La Maturità più bella al liceo Manzù

La storia di Fabiola,che pensa a Malala

Il grande applauso dei compagni della V G conclude al liceo artistico Manzù l’orale di maturità di Fabiola Viganò.

Un esame brillante, con l’ispettore provinciale Imerio Chiappa appostato fuori in ascolto: «Qualunque sarà la votazione finale, Fabiola ha guadagnato ogni punto della sua Maturità, non è stata fatto alcuna differenza. Sarebbe stata un’offesa alla sua dignità di studentessa e al suo cervello, visto che ne ha da vendere».

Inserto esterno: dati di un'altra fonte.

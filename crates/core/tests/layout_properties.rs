//! Property tests for the treemap packer, the frame layout and navigation.
//!
//! 1. Strips conserve the area they were given.
//! 2. Sibling rectangles never overlap.
//! 3. Every sibling rectangle stays inside the parent rectangle.
//! 4. Strip numbers follow input order.
//! 5. Laid out nodes are nested inside their parent's rectangle.
//! 6. Expanding a node and collapsing back out returns to the root.

use proptest::prelude::*;
use treeheat_core::{
    build_tree, layout_frame, squarify, AverageCharMeasure, Navigator, NodeId, NodeKind, RawNode,
    Rect, Transition, TreemapConfig,
};

const EPS: f64 = 1e-6;

// ── Helpers ─────────────────────────────────────────────────────────────

fn area_strategy() -> impl Strategy<Value = Rect> {
    (0.0f64..200.0, 0.0f64..200.0, 1.0f64..600.0, 1.0f64..600.0)
        .prop_map(|(x, y, w, h)| Rect::new(x, y, w, h))
}

/// Size-descending weights already scaled so they sum to the area.
fn scaled_weights(area: Rect) -> impl Strategy<Value = Vec<(NodeId, f64)>> {
    prop::collection::vec(0.5f64..100.0, 1..24).prop_map(move |mut raw| {
        raw.sort_by(|a, b| b.total_cmp(a));
        let total: f64 = raw.iter().sum();
        let scale = area.area() / total;
        raw.into_iter()
            .enumerate()
            .map(|(i, w)| (NodeId(i as u64 + 1), w * scale))
            .collect()
    })
}

fn packed() -> impl Strategy<Value = (Rect, Vec<(NodeId, f64)>)> {
    area_strategy().prop_flat_map(|area| (Just(area), scaled_weights(area)))
}

fn leaf(name: String, weight: f64) -> RawNode {
    RawNode {
        name: Some(name),
        weight: Some(weight),
        kind: Some("FILE".into()),
        ..RawNode::default()
    }
}

fn dir(name: String, children: Vec<RawNode>) -> RawNode {
    let weight = children.iter().filter_map(|c| c.weight).sum();
    RawNode {
        name: Some(name),
        weight: Some(weight),
        kind: Some("DIR".into()),
        children: Some(children),
        ..RawNode::default()
    }
}

/// Two levels of directories over leaves with random weights.
fn dataset() -> impl Strategy<Value = RawNode> {
    prop::collection::vec(prop::collection::vec(1.0f64..50.0, 1..6), 1..6).prop_map(|groups| {
        let dirs = groups
            .into_iter()
            .enumerate()
            .map(|(i, leaves)| {
                let files = leaves
                    .into_iter()
                    .enumerate()
                    .map(|(j, w)| leaf(format!("f{i}_{j}"), w))
                    .collect();
                dir(format!("d{i}"), files)
            })
            .collect();
        dir("root".into(), dirs)
    })
}

/// A chain of `depth` directories, each with a file beside the next directory.
fn chain(depth: usize) -> RawNode {
    let mut node = leaf("bottom".into(), 1.0);
    for level in (0..depth).rev() {
        node = dir(format!("level{level}"), vec![node, leaf(format!("side{level}"), 1.0)]);
    }
    dir("root".into(), vec![node])
}

fn inside(inner: &Rect, outer: &Rect) -> bool {
    inner.x >= outer.x - EPS
        && inner.y >= outer.y - EPS
        && inner.right() <= outer.right() + EPS
        && inner.bottom() <= outer.bottom() + EPS
}

// ═════════════════════════════════════════════════════════════════════════
// 1. Area conservation
// ═════════════════════════════════════════════════════════════════════════

proptest! {
    #[test]
    fn strips_conserve_area((area, weights) in packed()) {
        let items = squarify(&weights, area);
        prop_assert_eq!(items.len(), weights.len());
        let covered: f64 = items.iter().map(|i| i.rect.area()).sum();
        prop_assert!(
            (covered - area.area()).abs() <= area.area() * 1e-9,
            "covered {} of {}", covered, area.area()
        );
        for (item, (id, weight)) in items.iter().zip(&weights) {
            prop_assert_eq!(item.id, *id);
            prop_assert!((item.rect.area() - weight).abs() <= weight * 1e-6 + EPS);
        }
    }
}

// ═════════════════════════════════════════════════════════════════════════
// 2. No overlap and 3. containment
// ═════════════════════════════════════════════════════════════════════════

proptest! {
    #[test]
    fn siblings_do_not_overlap((area, weights) in packed()) {
        let items = squarify(&weights, area);
        for (i, a) in items.iter().enumerate() {
            prop_assert!(inside(&a.rect, &area), "{:?} escapes {:?}", a.rect, area);
            prop_assert!(a.rect.w.is_finite() && a.rect.h.is_finite());
            for b in &items[i + 1..] {
                let shared = a.rect.intersection_area(&b.rect);
                prop_assert!(shared <= area.area() * 1e-9 + EPS, "{:?} overlaps {:?}", a.rect, b.rect);
            }
        }
    }
}

// ═════════════════════════════════════════════════════════════════════════
// 4. Strip order
// ═════════════════════════════════════════════════════════════════════════

proptest! {
    #[test]
    fn rows_are_contiguous((area, weights) in packed()) {
        let items = squarify(&weights, area);
        prop_assert_eq!(items[0].row, 0);
        for pair in items.windows(2) {
            prop_assert!(pair[1].row == pair[0].row || pair[1].row == pair[0].row + 1);
        }
    }
}

// ═════════════════════════════════════════════════════════════════════════
// 5. Nesting in a full frame
// ═════════════════════════════════════════════════════════════════════════

proptest! {
    #[test]
    fn frame_nodes_nest_inside_parents(raw in dataset(), w in 50.0f64..1200.0, h in 60.0f64..900.0) {
        let tree = build_tree(raw);
        let config = TreemapConfig::default();
        let frame = layout_frame(
            &tree,
            tree.root,
            String::new(),
            Rect::new(0.0, 0.0, w, h),
            &AverageCharMeasure::default(),
            &config,
        );
        let content = frame.content();
        for view in &frame.nodes {
            prop_assert!(!view.rect.is_degenerate());
            let node = tree.get(view.id).unwrap();
            let parent = node.parent.unwrap();
            let outer = if parent == tree.root {
                content
            } else {
                frame.get(parent).unwrap().rect
            };
            prop_assert!(inside(&view.rect, &outer), "{} {:?} escapes {:?}", view.id, view.rect, outer);
            prop_assert_eq!(view.depth, tree.depth(view.id));
        }
    }
}

// ═════════════════════════════════════════════════════════════════════════
// 6. Navigation round trip
// ═════════════════════════════════════════════════════════════════════════

proptest! {
    #[test]
    fn expand_then_collapse_returns_to_root(depth in 1usize..8, pick in any::<prop::sample::Index>()) {
        let tree = build_tree(chain(depth));
        let dirs: Vec<NodeId> = tree
            .nodes
            .iter()
            .filter(|n| !n.is_root() && n.kind == NodeKind::Dir)
            .map(|n| n.id)
            .collect();
        let target = dirs[pick.index(dirs.len())];

        let mut nav = Navigator::new(&tree);
        prop_assert_eq!(
            nav.expand(&tree, target),
            Transition::RootChanged { from: tree.root, to: target }
        );
        prop_assert_eq!(nav.breadcrumb().len(), tree.depth(target));
        prop_assert_eq!(nav.expand(&tree, target), Transition::Unchanged);

        for _ in 0..tree.depth(target) {
            prop_assert!(nav.collapse().is_changed());
        }
        prop_assert_eq!(nav.active(), tree.root);
        prop_assert_eq!(nav.collapse(), Transition::Unchanged);
    }
}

Fabiola durante l’esame di Maturità

Fabiola durante l’esame di Maturità
(Foto by Beppe Bedolis)

Fabiola ha in testa due progetti, che la dividono a metà, un po’ come la sua pettinatura bicolore: continuare con la grafica o seguire un grande amore sbocciato all’improvviso, la filosofia. «Vedrò, devo pensarci bene, perché a causa della malattia devo dosare le forze. Come grafica, i miei progetti sono minimalisti, amo l’impatto delle scritte e dei caratteri piuttosto che l’immagine e mi piace lavorare con i colori basici: bianco, nero rosso. Per un futuro professionale per me meglio essere free lance. Se scelgo la filosofia, mi piacerebbe insegnare».

Fabiola da alcuni anni è alle prese con una patologia che le indebolisce i muscoli, ma non certo la volontà di studiare. Per il tema ha scelto la traccia su Malala e il diritto allo studio: «So quanto conti poter studiare: a me il diritto allo studio è stato garantito in modo paritario: la scuola si è attivata, ha costruito un progetto che mi ha permesso di stare al passo con i miei compagni anche quando ero in ospedale, o quando, come quest’anno, a causa dei farmaci non potevo reggere la fatica del pendolare. Non in tutto il mondo è così, ho ripensato alla storia di Malala, alla battaglia che ha deciso di portare avanti, ho fatto dei paragoni».